How do I declare global vars or class vars in Python ?

Bruno Desthuilliers bruno.42.desthuilliers at websiteburo.invalid
Fri Feb 20 18:38:27 CET 2009

Paddy O'Loughlin a écrit :
> 2009/2/20 Bruno Desthuilliers <bruno.42.desthuilliers at websiteburo.invalid>:
>>> Interesting. Why shouldn't you?
>>> I haven't used the property() function
>> s/function/object/
> Nice try, but what I wrote was what I intended to say:

Check by yourself:

 >>> import inspect
 >>> inspect.isfunction(property)
 >>> property()
<property object at 0xb7cbc144>
 >>> dir(property)
['__class__', '__delattr__', '__delete__', '__doc__', '__get__', 
'__getattribute__', '__hash__', '__init__', '__new__', '__reduce__', 
'__reduce_ex__', '__repr__', '__set__', '__setattr__', '__str__', 
'fdel', 'fget', 'fset']

>> The case is that the whole point of using a computed attribute is to perform
>> some computation on the value.
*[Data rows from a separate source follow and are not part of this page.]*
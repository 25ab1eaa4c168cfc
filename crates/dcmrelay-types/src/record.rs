//! Row/record structs for every CSV and JSON artifact a run produces.
//!
//! Field order in each struct's `FIELDS` constant is the on-disk column
//! order and must not be reordered without bumping the artifact's schema
//! (the writer in `dcmrelay-artifact` treats `FIELDS` as authoritative).

use serde::{Deserialize, Serialize};

use crate::{BatchMaxCmdSource, ExtractStatus, SelectionReason, SendStatus, Toolkit};

/// One row of `core/manifest_files.csv`.
#[derive(Debug, Clone, Serialize, Deserialize)]
pub struct FileManifestRow {
    pub run_id: String,
    pub seq: u64,
    pub file_path: String,
    pub folder_path: String,
    pub extension: String,
    pub size_bytes: u64,
    pub selected_for_send: bool,
    pub selection_reason: SelectionReason,
    pub dicom_status: String,
    pub discovered_at: String,
    pub timestamp_br: String,
    pub timestamp_iso: String,
}

impl FileManifestRow {
    pub const FIELDS: &'static [&'static str] = &[
        "run_id",
        "seq",
        "file_path",
        "folder_path",
        "extension",
        "size_bytes",
        "selected_for_send",
        "selection_reason",
        "dicom_status",
        "discovered_at",
        "timestamp_br",
        "timestamp_iso",
    ];
}

/// One row of `core/manifest_folders.csv`.
#[derive(Debug, Clone, Serialize, Deserialize)]
pub struct FolderManifestRow {
    pub run_id: String,
    pub folder_path: String,
    pub file_count: u64,
    pub size_bytes: u64,
    pub discovered_at: String,
}

impl FolderManifestRow {
    pub const FIELDS: &'static [&'static str] =
        &["run_id", "folder_path", "file_count", "size_bytes", "discovered_at"];
}

/// The single row of `core/analysis_summary.csv`.
#[derive(Debug, Clone, Serialize, Deserialize)]
pub struct AnalysisSummaryRow {
    pub run_id: String,
    pub root_path: String,
    pub toolkit: Toolkit,
    pub batch_size: u64,
    pub folders_total: u64,
    pub folders_selected_for_send: u64,
    pub files_total: u64,
    pub files_selected_for_send: u64,
    pub files_excluded: u64,
    pub size_total_bytes: u64,
    pub size_selected_bytes: u64,
    pub size_collection_enabled: bool,
    pub chunk_unit: String,
    pub chunks_total: u64,
    pub analysis_duration_sec: f64,
    pub batch_max_cmd: String,
    pub batch_max_cmd_source: BatchMaxCmdSource,
    pub generated_at: String,
}

impl AnalysisSummaryRow {
    pub const FIELDS: &'static [&'static str] = &[
        "run_id",
        "root_path",
        "toolkit",
        "batch_size",
        "folders_total",
        "folders_selected_for_send",
        "files_total",
        "files_selected_for_send",
        "files_excluded",
        "size_total_bytes",
        "size_selected_bytes",
        "size_collection_enabled",
        "chunk_unit",
        "chunks_total",
        "analysis_duration_sec",
        "batch_max_cmd",
        "batch_max_cmd_source",
        "generated_at",
    ];
}

/// One row of `core/send_results_by_file.csv`. Patched in place (full-table
/// rewrite keyed on `run_id`+`file_path`) by Validate's consistency pass and
/// by the report exporter — see §11 "apply_send_result_updates-style
/// in-place patch".
#[derive(Debug, Clone, Serialize, Deserialize)]
pub struct SendResultRow {
    pub run_id: String,
    pub file_path: String,
    pub chunk_no: u64,
    pub toolkit: Toolkit,
    pub ts_mode: String,
    pub send_status: SendStatus,
    pub status_detail: String,
    pub sop_instance_uid: String,
    pub source_ts_uid: String,
    pub source_ts_name: String,
    pub extract_status: ExtractStatus,
    pub processed_at: String,
}

impl SendResultRow {
    pub const FIELDS: &'static [&'static str] = &[
        "run_id",
        "file_path",
        "chunk_no",
        "toolkit",
        "ts_mode",
        "send_status",
        "status_detail",
        "sop_instance_uid",
        "source_ts_uid",
        "source_ts_name",
        "extract_status",
        "processed_at",
    ];
}

/// The single row appended per attempt to `core/send_summary.csv` (the
/// latest row is the effective summary; resume reads it back to recover
/// `done_units`/`done_files` when the JSON checkpoint is missing).
#[derive(Debug, Clone, Serialize, Deserialize)]
pub struct SendSummaryRow {
    pub run_id: String,
    pub toolkit: Toolkit,
    pub ts_mode_effective: String,
    pub total_items: u64,
    pub items_processed: u64,
    pub sent_ok: u64,
    pub warnings: u64,
    pub failed: u64,
    pub status: String,
    pub send_duration_sec: f64,
    pub finished_at: String,
}

impl SendSummaryRow {
    pub const FIELDS: &'static [&'static str] = &[
        "run_id",
        "toolkit",
        "ts_mode_effective",
        "total_items",
        "items_processed",
        "sent_ok",
        "warnings",
        "failed",
        "status",
        "send_duration_sec",
        "finished_at",
    ];
}

/// The JSON send checkpoint (`core/send_checkpoint_<toolkit>.json`).
#[derive(Debug, Clone, Serialize, Deserialize)]
pub struct SendCheckpoint {
    pub done_units: u64,
    pub done_files: u64,
    pub updated_at: String,
    pub checkpoint_mode: crate::CheckpointMode,
    pub checkpoint_reason: String,
}

/// One row of `reports/validation_results.csv`.
#[derive(Debug, Clone, Serialize, Deserialize)]
pub struct ValidationResultRow {
    pub run_id: String,
    pub file_path: String,
    pub sop_instance_uid: String,
    pub send_status: SendStatus,
    pub validation_status: crate::ValidationOutcome,
    pub api_found: bool,
    pub http_status: String,
    pub detail: String,
    pub checked_at: String,
}

impl ValidationResultRow {
    pub const FIELDS: &'static [&'static str] = &[
        "run_id",
        "file_path",
        "sop_instance_uid",
        "send_status",
        "validation_status",
        "api_found",
        "http_status",
        "detail",
        "checked_at",
    ];
}

/// The single row of `reports/reconciliation_report.csv`.
#[derive(Debug, Clone, Serialize, Deserialize)]
pub struct ReconciliationRow {
    pub run_id: String,
    pub toolkit: Toolkit,
    pub total_iuid_unique: u64,
    pub iuid_ok: u64,
    pub iuid_not_found: u64,
    pub iuid_api_error: u64,
    pub send_warning_files: u64,
    pub send_failed_files: u64,
    pub final_status: crate::ReconciliationStatus,
    pub validation_duration_sec: f64,
    pub generated_at: String,
}

impl ReconciliationRow {
    pub const FIELDS: &'static [&'static str] = &[
        "run_id",
        "toolkit",
        "total_iuid_unique",
        "iuid_ok",
        "iuid_not_found",
        "iuid_api_error",
        "send_warning_files",
        "send_failed_files",
        "final_status",
        "validation_duration_sec",
        "generated_at",
    ];
}

/// Patient/study metadata pulled from the archive REST dataset, shared by
/// both report modes (spec §4.9 `_report_fields_from_dataset`).
#[derive(Debug, Clone, Default, Serialize, Deserialize)]
pub struct ReportDatasetFields {
    pub nome_paciente: String,
    pub data_nascimento: String,
    pub prontuario: String,
    pub accession_number: String,
    pub sexo: String,
    pub data_exame: String,
    pub descricao_exame: String,
    pub study_uid: String,
}

/// One row of `reports/validation_full_report_A.csv` (per-file export).
#[derive(Debug, Clone, Serialize, Deserialize)]
pub struct ReportRowA {
    pub run_id: String,
    pub file_path: String,
    pub sop_instance_uid: String,
    pub nome_paciente: String,
    pub data_nascimento: String,
    pub prontuario: String,
    pub accession_number: String,
    pub sexo: String,
    pub data_exame: String,
    pub descricao_exame: String,
    pub study_uid: String,
    pub status: String,
    pub detail: String,
}

impl ReportRowA {
    pub const FIELDS: &'static [&'static str] = &[
        "run_id",
        "file_path",
        "sop_instance_uid",
        "nome_paciente",
        "data_nascimento",
        "prontuario",
        "accession_number",
        "sexo",
        "data_exame",
        "descricao_exame",
        "study_uid",
        "status",
        "detail",
    ];
}

/// One row of `reports/validation_full_report_C.csv` (per-study aggregate).
#[derive(Debug, Clone, Serialize, Deserialize)]
pub struct ReportRowC {
    pub run_id: String,
    pub study_uid: String,
    pub nome_paciente: String,
    pub data_nascimento: String,
    pub prontuario: String,
    pub accession_number: String,
    pub sexo: String,
    pub data_exame: String,
    pub descricao_exame: String,
    pub status: String,
    pub total_arquivos: u64,
}

impl ReportRowC {
    pub const FIELDS: &'static [&'static str] = &[
        "run_id",
        "study_uid",
        "nome_paciente",
        "data_nascimento",
        "prontuario",
        "accession_number",
        "sexo",
        "data_exame",
        "descricao_exame",
        "status",
        "total_arquivos",
    ];
}

#[cfg(test)]
mod tests {
    use super::*;

    #[test]
    fn send_result_round_trips_through_json() {
        let row = SendResultRow {
            run_id: "run1".into(),
            file_path: "/data/a.dcm".into(),
            chunk_no: 1,
            toolkit: Toolkit::ToolF,
            ts_mode: "AUTO".into(),
            send_status: SendStatus::SentOk,
            status_detail: String::new(),
            sop_instance_uid: "1.2.3".into(),
            source_ts_uid: "1.2.840.10008.1.2.1".into(),
            source_ts_name: "Explicit VR Little Endian".into(),
            extract_status: ExtractStatus::OkFromStorescu,
            processed_at: "2026-07-28T00:00:00".into(),
        };
        let text = serde_json::to_string(&row).unwrap();
        let back: SendResultRow = serde_json::from_str(&text).unwrap();
        assert_eq!(back.sop_instance_uid, row.sop_instance_uid);
    }

    #[test]
    fn field_lists_match_struct_arity() {
        assert_eq!(FileManifestRow::FIELDS.len(), 12);
        assert_eq!(FolderManifestRow::FIELDS.len(), 5);
        assert_eq!(AnalysisSummaryRow::FIELDS.len(), 18);
        assert_eq!(SendResultRow::FIELDS.len(), 12);
        assert_eq!(SendSummaryRow::FIELDS.len(), 11);
        assert_eq!(ValidationResultRow::FIELDS.len(), 9);
        assert_eq!(ReconciliationRow::FIELDS.len(), 11);
        assert_eq!(ReportRowA::FIELDS.len(), 13);
        assert_eq!(ReportRowC::FIELDS.len(), 11);
    }
}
IOW, except for a couple corner cases, only
>> the accessors should directly access the implementation(s) attributes(s).
>> And of course, like for any other GoldenRule(tm), it's not meant to be
>> blindly followed. It's just that most of the times, going thru the accessors
>> is really what you want - even from within the class code.
> Hmm, it doesn't seem to me like it's much of a big deal, for it to
> described as anything like a "GoldenRule"

One could say the same for each and any of the usual GoldenRules(tm).